(Material for this exercise):
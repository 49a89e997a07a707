//! Build, persist, and load searchable indices over recently buffered hash records.
//!
//! # Overview
//!
//! The [Builder] scans the buckets of a record type over a trailing `lookback` (via
//! [crate::bucket::Buckets::read_range]) and constructs an [Index] from every decoded record. The
//! [Repository] persists each index as an immutable, timestamped snapshot and loads the most recent
//! one for readers. The [Indexer] ties the two together, rebuilding and publishing on a fixed
//! interval.
//!
//! # Rebuild Range
//!
//! A rebuild at time `now` reads every bucket whose window starts in
//! `[now - lookback, start of the window containing now)`. The window that is still open is never
//! included, so an index never contains a partially-written window.
//!
//! # Duplicates
//!
//! Records are indexed in scan order and duplicate `(hash, content_id)` pairs are kept (a query
//! returns each occurrence).
//!
//! # Snapshots
//!
//! Snapshots are stored at `<record_type>/index/<created_at>.idx`, where `created_at` is the
//! publication time in milliseconds since the Unix epoch (zero-padded to 20 digits). If a snapshot
//! with the same timestamp already exists, a `-<n>` suffix is appended rather than overwriting it.
//! The snapshot format is versioned (see [snapshot]) so that incompatible snapshots are rejected
//! cleanly at load time.

use crate::{bucket, record::HashRecord, store};
use commonware_utils::from_hex;
use std::{collections::HashMap, path::PathBuf, time::Duration};
use thiserror::Error;

mod builder;
pub use builder::{Builder, Config as BuilderConfig, DEFAULT_LOOKBACK};
mod indexer;
pub use indexer::{Config as IndexerConfig, Indexer, Phase, Published};
mod metrics;
mod repository;
pub use repository::Repository;
pub mod snapshot;
pub use snapshot::Snapshot;

/// Default Hamming distance threshold for perceptual hash matches.
pub const DEFAULT_THRESHOLD: u32 = 31;

/// Errors that can occur when building, publishing, or loading an index.
#[derive(Debug, Error)]
pub enum Error {
    #[error("no snapshot found for record type: {0}")]
    NotFound(String),
    #[error("snapshot corrupt: {0}: {1}")]
    CorruptSnapshot(PathBuf, snapshot::Error),
    #[error("snapshot version unsupported: {0}: {1}")]
    UnsupportedVersion(PathBuf, u16),
    #[error("snapshot timestamp mismatch: {0} embeds {1}")]
    TimestampMismatch(PathBuf, u64),
    #[error("snapshot record type mismatch: {0} embeds {1}")]
    RecordTypeMismatch(PathBuf, String),
    #[error("snapshot names exhausted for timestamp: {0}")]
    NamesExhausted(u64),
    #[error("lookback {0:?} must be at least twice the bucket width {1:?}")]
    InvalidLookback(Duration, Duration),
    #[error("interval must be non-zero")]
    InvalidInterval,
    #[error("bucket error: {0}")]
    Bucket(#[from] bucket::Error),
    #[error("store error: {0}")]
    Store(#[from] store::Error),
}

#[derive(Clone, Debug, PartialEq, Eq)]
struct Entry {
    record: HashRecord,

    /// Decoded hash bits (if the hash is hex-encoded).
    bits: Option<Vec<u8>>,
}

/// A match returned by [Index::query].
#[derive(Clone, Copy, Debug, PartialEq, Eq)]
pub struct Match<'a> {
    /// The indexed hash.
    pub hash: &'a str,

    /// The content the indexed hash was computed from.
    pub content_id: &'a str,

    /// Hamming distance between the query and the indexed hash (zero for exact matches).
    pub distance: u32,
}

/// A searchable collection of `(hash, content_id)` entries.
///
/// Hashes are matched exactly with [Index::lookup]. Hex-encoded hashes (such as PDQ) can also be
/// matched by Hamming distance with [Index::query]; hashes that are not hex-encoded only ever
/// match exactly.
#[derive(Clone, Debug, Default, PartialEq, Eq)]
pub struct Index {
    entries: Vec<Entry>,
    exact: HashMap<String, Vec<usize>>,
}

impl Index {
    /// Build an [Index] from `records` (preserving their order).
    ///
    /// An empty iterator produces a valid, empty index.
    pub fn build(records: impl IntoIterator<Item = HashRecord>) -> Self {
        let mut index = Self::default();
        for record in records {
            index.insert(record);
        }
        index
    }

    fn insert(&mut self, record: HashRecord) {
        let position = self.entries.len();
        self.exact
            .entry(record.hash().to_string())
            .or_default()
            .push(position);
        let bits = decode_bits(record.hash());
        self.entries.push(Entry { record, bits });
    }

    /// Number of entries (including duplicates).
    pub fn len(&self) -> usize {
        self.entries.len()
    }

    /// Returns true if the index has no entries.
    pub fn is_empty(&self) -> bool {
        self.entries.is_empty()
    }

    /// Iterate over all indexed records in insertion order.
    pub fn records(&self) -> impl Iterator<Item = &HashRecord> {
        self.entries.iter().map(|entry| &entry.record)
    }

    /// Return the content ids of every entry whose hash equals `hash`.
    pub fn lookup(&self, hash: &str) -> Vec<&str> {
        self.exact
            .get(hash)
            .map(|positions| {
                positions
                    .iter()
                    .map(|position| self.entries[*position].record.content_id())
                    .collect()
            })
            .unwrap_or_default()
    }

    /// Return every entry within `threshold` bits of `hash`, closest first.
    ///
    /// Entries at the same distance are returned in insertion order.
    pub fn query(&self, hash: &str, threshold: u32) -> Vec<Match<'_>> {
        let Some(query) = decode_bits(hash) else {
            return self
                .exact
                .get(hash)
                .into_iter()
                .flatten()
                .map(|position| self.matched(*position, 0))
                .collect();
        };

        let mut matches: Vec<_> = self
            .entries
            .iter()
            .enumerate()
            .filter_map(|(position, entry)| {
                let bits = entry.bits.as_ref()?;
                let distance = hamming(&query, bits)?;
                (distance <= threshold).then(|| self.matched(position, distance))
            })
            .collect();
        matches.sort_by_key(|m| m.distance);
        matches
    }

    fn matched(&self, position: usize, distance: u32) -> Match<'_> {
        let record = &self.entries[position].record;
        Match {
            hash: record.hash(),
            content_id: record.content_id(),
            distance,
        }
    }
}

/// Decode a hex-encoded hash into bits.
fn decode_bits(hash: &str) -> Option<Vec<u8>> {
    if !hash.bytes().all(|b| b.is_ascii_hexdigit()) {
        return None;
    }
    from_hex(&hash.to_ascii_lowercase())
}

/// Number of differing bits between two equal-length values.
fn hamming(a: &[u8], b: &[u8]) -> Option<u32> {
    if a.len() != b.len() {
        return None;
    }
    Some(a.iter().zip(b).map(|(x, y)| (x ^ y).count_ones()).sum())
}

(Work required):
Restate the listing exactly, starting at its first line and ending at the line where "The [Builder] scans" occurs; include both and no other lines.

(Written answer):
repository 49a89e997a07a707
//! Build, persist, and load searchable indices over recently buffered hash records.
//!
//! # Overview
//!
//! The [Builder] scans the buckets of a record type over a trailing `lookback` (via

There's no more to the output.